**Problem statement**:
Select and copy out every line in the records containing "MockClock".

Dataset excerpts
• • •
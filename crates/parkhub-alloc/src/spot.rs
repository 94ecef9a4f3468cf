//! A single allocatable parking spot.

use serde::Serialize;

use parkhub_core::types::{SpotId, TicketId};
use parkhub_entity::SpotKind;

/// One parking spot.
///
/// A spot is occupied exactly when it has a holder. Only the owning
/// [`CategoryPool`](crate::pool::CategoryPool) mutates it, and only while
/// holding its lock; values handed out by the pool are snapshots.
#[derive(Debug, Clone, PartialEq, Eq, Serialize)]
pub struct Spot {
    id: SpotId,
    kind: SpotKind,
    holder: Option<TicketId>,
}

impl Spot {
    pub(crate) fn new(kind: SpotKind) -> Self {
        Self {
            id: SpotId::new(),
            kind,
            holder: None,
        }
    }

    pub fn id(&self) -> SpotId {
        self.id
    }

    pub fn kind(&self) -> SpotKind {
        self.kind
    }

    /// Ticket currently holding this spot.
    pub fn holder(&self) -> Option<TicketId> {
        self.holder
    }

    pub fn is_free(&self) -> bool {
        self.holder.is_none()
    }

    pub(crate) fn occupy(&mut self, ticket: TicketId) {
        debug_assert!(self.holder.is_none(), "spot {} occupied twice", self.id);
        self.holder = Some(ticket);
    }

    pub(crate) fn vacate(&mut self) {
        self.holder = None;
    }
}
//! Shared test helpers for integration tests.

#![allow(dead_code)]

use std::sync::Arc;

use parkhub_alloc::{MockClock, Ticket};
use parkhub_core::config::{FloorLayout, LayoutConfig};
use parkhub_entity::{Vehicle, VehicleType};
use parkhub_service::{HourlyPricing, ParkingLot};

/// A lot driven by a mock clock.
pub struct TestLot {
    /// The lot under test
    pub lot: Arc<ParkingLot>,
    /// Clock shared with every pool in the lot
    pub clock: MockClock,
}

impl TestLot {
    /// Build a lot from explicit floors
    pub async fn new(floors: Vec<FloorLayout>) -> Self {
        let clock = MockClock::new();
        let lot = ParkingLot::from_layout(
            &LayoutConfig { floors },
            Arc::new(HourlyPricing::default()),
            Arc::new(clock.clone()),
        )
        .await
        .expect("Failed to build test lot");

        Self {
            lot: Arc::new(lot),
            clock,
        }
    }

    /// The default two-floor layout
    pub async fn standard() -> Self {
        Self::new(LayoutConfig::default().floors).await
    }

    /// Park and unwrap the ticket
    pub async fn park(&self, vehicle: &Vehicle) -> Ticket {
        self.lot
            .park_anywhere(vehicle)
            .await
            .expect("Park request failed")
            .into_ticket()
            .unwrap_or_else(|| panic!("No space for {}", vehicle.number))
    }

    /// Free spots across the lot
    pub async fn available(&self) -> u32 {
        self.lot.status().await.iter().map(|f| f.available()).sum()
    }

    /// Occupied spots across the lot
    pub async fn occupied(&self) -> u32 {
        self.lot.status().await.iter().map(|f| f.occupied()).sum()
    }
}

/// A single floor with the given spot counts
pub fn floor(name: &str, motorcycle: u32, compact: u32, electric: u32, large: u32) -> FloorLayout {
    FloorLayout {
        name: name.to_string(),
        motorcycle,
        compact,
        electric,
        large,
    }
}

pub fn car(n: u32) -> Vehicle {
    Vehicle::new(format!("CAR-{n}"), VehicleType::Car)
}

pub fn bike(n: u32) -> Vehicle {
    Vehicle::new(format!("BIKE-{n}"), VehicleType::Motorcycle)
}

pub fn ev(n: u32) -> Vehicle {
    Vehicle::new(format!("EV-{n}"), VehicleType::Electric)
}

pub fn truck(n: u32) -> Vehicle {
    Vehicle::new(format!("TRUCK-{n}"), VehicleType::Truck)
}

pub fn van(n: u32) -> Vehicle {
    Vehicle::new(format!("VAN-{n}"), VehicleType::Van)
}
• • •
**Result of the exercise**:
use parkhub_alloc::{MockClock, Ticket};
    pub clock: MockClock,
        let clock = MockClock::new();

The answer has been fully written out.